RECORDS FOR THE TASK
========

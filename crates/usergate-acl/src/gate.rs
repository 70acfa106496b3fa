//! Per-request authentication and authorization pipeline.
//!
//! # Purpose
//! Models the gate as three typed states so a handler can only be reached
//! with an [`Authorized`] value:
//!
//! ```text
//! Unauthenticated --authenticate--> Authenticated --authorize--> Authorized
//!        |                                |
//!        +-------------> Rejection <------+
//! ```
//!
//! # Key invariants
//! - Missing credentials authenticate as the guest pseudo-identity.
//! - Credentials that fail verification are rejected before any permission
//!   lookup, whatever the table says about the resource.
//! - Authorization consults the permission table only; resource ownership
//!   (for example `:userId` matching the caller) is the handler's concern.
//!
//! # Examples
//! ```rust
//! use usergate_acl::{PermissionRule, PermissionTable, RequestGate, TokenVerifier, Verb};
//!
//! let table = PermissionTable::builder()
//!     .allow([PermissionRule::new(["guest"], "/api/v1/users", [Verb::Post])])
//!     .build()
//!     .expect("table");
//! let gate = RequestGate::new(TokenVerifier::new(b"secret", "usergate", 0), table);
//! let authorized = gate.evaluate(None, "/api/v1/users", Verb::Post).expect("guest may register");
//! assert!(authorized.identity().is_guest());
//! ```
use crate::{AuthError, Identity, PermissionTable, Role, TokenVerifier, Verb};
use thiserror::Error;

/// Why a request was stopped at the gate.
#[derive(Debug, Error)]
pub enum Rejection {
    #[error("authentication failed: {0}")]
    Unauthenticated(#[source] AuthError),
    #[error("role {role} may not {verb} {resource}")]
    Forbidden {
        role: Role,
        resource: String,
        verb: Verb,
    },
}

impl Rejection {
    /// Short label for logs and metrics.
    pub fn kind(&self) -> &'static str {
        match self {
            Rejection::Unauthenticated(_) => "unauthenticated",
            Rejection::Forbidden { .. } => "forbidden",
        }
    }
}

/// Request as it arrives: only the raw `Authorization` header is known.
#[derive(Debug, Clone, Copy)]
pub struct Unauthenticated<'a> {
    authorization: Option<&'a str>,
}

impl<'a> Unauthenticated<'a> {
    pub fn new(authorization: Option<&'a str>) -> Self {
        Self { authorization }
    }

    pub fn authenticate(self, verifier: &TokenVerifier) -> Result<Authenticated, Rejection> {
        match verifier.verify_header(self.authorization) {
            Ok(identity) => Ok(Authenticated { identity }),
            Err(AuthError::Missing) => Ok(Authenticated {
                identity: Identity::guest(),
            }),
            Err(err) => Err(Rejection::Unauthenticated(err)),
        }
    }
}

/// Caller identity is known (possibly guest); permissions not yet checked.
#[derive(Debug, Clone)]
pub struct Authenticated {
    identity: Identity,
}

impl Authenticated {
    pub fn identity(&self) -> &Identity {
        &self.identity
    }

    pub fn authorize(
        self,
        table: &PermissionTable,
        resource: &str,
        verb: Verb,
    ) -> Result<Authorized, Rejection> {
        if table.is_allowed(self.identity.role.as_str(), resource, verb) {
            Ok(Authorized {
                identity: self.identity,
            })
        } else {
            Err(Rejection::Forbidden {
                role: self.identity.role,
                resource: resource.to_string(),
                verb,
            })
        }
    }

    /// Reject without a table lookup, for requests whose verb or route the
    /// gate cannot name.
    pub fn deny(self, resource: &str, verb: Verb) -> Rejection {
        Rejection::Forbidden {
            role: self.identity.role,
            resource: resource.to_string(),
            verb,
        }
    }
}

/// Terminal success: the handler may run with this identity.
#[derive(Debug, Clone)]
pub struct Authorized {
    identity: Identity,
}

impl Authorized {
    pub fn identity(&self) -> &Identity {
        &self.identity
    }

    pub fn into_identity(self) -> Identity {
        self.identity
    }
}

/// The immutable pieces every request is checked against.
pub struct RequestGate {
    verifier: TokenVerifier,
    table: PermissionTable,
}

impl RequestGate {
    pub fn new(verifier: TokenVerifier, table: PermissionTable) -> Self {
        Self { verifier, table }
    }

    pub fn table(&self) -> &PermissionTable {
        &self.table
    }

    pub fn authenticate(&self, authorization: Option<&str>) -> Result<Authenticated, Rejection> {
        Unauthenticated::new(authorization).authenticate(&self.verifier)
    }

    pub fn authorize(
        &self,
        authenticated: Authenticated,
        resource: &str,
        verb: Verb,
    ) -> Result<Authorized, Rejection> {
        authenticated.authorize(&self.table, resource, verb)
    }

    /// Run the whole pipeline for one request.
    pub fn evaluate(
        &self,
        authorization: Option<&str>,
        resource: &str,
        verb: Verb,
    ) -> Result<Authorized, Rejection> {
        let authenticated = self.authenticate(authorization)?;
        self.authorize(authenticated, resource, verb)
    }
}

========

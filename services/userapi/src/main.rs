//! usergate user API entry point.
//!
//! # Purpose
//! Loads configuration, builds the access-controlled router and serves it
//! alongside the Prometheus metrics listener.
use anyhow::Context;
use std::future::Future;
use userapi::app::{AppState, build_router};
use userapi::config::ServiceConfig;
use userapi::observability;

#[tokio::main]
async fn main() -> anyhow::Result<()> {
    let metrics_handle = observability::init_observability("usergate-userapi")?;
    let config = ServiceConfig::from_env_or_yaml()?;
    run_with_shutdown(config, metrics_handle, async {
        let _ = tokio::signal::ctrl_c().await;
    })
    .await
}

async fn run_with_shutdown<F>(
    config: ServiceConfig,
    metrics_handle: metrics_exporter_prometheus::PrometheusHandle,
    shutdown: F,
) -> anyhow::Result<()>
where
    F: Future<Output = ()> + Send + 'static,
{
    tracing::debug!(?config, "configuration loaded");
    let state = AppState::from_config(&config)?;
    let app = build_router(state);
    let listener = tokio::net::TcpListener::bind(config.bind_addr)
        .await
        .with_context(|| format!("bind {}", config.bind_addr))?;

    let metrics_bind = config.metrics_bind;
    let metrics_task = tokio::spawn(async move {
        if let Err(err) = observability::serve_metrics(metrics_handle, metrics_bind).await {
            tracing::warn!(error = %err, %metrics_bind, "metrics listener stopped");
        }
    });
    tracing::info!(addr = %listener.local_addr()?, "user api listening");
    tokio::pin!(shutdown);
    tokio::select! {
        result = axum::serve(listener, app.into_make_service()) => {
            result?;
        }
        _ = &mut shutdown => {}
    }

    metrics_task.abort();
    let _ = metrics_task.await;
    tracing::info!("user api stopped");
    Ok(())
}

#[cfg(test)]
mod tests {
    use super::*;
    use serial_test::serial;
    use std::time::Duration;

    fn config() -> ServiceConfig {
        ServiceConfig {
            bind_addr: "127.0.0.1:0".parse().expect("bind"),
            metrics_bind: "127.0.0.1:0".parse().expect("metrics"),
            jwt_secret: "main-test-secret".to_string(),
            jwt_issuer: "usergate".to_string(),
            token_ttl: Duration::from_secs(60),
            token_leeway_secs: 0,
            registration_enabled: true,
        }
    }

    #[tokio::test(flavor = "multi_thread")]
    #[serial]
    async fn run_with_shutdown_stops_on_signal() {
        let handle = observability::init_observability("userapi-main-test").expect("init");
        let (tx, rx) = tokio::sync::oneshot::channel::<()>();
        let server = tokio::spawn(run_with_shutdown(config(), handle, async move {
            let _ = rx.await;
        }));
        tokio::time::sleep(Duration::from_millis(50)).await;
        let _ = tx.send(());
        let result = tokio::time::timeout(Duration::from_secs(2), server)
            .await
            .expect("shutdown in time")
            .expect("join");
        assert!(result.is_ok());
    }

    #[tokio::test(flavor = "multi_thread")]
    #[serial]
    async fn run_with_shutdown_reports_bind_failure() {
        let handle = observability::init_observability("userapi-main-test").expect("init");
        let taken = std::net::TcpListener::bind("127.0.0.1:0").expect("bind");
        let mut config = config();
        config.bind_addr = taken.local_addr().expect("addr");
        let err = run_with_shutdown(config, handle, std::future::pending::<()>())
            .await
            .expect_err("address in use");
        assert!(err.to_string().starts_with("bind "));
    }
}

========

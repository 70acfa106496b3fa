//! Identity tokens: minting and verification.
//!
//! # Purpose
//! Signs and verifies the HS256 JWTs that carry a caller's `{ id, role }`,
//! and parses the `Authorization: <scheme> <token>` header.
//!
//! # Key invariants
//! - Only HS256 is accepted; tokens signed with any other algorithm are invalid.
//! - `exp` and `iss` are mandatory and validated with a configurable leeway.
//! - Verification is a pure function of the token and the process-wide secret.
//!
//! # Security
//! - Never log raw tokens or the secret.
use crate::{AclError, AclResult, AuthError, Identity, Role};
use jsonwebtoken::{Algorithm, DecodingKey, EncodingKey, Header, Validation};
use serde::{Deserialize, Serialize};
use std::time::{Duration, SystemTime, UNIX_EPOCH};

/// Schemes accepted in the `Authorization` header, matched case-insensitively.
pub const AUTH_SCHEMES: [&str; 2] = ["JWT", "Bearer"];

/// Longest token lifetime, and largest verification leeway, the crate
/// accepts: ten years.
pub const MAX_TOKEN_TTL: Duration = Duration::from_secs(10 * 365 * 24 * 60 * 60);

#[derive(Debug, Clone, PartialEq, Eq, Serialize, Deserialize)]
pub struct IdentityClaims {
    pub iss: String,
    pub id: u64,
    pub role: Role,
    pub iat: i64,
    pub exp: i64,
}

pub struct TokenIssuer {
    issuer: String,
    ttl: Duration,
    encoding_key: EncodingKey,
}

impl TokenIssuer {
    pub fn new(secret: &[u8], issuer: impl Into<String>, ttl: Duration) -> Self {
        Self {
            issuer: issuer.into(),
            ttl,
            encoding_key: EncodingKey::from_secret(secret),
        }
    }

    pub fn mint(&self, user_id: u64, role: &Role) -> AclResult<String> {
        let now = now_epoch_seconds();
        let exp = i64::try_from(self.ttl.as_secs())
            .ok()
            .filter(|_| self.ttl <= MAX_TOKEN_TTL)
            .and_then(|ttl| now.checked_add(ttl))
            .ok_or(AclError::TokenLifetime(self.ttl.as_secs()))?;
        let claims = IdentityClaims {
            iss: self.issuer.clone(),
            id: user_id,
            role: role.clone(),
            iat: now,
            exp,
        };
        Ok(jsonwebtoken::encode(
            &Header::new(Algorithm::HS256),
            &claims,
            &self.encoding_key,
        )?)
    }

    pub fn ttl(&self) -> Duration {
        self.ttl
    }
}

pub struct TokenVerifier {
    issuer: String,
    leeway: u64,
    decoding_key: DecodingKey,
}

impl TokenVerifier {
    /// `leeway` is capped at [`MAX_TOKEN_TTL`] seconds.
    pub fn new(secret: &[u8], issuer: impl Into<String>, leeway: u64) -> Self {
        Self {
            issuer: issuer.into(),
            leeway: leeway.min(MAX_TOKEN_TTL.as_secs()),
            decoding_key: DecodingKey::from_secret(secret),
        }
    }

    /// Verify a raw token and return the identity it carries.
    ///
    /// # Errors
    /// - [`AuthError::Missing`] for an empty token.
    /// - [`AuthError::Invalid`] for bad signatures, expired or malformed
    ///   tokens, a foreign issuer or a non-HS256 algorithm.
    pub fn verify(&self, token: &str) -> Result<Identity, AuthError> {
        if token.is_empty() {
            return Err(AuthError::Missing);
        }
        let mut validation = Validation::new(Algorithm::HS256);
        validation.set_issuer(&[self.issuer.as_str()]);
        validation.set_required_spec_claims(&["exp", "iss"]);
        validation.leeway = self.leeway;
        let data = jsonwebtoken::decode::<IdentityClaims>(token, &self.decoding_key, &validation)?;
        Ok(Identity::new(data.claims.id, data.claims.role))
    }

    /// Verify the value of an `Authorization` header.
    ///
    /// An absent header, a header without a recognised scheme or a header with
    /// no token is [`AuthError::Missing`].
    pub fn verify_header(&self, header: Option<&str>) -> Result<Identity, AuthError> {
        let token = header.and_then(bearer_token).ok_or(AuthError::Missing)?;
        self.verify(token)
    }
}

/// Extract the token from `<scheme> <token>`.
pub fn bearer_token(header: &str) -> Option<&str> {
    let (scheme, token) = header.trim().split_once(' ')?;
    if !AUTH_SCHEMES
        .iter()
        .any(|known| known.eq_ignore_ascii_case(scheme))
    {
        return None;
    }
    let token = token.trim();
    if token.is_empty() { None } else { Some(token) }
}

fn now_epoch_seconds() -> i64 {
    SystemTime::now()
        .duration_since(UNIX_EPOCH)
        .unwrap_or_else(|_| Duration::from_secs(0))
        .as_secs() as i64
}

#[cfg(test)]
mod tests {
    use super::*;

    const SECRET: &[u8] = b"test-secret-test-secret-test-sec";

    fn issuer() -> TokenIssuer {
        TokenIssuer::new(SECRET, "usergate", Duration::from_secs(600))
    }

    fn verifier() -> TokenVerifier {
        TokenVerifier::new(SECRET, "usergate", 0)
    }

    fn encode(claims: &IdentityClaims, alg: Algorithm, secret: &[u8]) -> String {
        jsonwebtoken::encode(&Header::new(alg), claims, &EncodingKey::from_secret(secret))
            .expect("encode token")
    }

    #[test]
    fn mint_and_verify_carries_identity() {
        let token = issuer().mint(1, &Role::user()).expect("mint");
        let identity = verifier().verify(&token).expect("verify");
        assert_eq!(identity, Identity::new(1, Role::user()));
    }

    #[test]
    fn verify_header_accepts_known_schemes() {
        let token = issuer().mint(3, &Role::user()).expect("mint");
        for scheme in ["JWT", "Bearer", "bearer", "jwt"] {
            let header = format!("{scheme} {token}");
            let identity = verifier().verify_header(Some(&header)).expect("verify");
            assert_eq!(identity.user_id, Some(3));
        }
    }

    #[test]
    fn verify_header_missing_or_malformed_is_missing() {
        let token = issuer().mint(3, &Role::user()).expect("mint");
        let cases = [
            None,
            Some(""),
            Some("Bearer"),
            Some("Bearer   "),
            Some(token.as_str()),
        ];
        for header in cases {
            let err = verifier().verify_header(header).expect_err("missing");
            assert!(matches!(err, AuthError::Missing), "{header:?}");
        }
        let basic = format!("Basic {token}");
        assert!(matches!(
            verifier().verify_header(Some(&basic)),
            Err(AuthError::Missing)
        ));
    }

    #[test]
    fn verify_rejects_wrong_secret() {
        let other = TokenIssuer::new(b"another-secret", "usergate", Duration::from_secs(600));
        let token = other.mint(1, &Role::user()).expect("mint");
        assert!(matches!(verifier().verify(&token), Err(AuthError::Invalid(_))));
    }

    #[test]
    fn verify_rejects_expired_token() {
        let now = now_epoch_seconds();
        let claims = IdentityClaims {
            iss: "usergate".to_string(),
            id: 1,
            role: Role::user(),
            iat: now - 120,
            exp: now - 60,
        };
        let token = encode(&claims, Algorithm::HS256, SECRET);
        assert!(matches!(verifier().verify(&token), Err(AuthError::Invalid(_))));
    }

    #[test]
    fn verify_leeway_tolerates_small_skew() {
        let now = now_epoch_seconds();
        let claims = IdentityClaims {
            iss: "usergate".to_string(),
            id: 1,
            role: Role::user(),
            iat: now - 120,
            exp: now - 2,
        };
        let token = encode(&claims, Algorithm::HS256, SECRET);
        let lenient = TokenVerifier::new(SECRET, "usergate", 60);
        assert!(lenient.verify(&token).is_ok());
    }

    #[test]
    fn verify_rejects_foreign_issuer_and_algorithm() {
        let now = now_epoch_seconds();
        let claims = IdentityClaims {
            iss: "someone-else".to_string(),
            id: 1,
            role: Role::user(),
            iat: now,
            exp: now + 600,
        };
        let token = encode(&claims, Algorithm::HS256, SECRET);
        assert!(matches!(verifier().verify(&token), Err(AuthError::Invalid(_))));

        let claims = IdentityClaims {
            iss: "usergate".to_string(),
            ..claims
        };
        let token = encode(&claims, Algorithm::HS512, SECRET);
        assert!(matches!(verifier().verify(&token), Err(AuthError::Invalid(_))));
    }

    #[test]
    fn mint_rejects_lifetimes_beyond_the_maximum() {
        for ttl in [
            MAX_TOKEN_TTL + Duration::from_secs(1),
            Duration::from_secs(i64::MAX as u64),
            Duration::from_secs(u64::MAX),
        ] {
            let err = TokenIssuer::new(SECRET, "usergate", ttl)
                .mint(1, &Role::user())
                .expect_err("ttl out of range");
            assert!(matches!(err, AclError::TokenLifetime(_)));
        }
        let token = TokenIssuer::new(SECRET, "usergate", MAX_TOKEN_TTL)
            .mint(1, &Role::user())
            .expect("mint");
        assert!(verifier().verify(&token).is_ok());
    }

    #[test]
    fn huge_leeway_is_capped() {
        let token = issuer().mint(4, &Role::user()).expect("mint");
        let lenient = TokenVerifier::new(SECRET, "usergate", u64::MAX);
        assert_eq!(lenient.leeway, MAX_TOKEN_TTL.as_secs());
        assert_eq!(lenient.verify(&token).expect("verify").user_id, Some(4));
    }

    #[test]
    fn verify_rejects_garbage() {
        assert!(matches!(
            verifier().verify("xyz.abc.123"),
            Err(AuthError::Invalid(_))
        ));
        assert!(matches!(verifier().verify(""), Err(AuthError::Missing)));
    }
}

========

TASK STATEMENT
Tell how many lines in the records above carry the word "data". Only the number should appear in the reply.

OUTPUT OF THE EXERCISE
2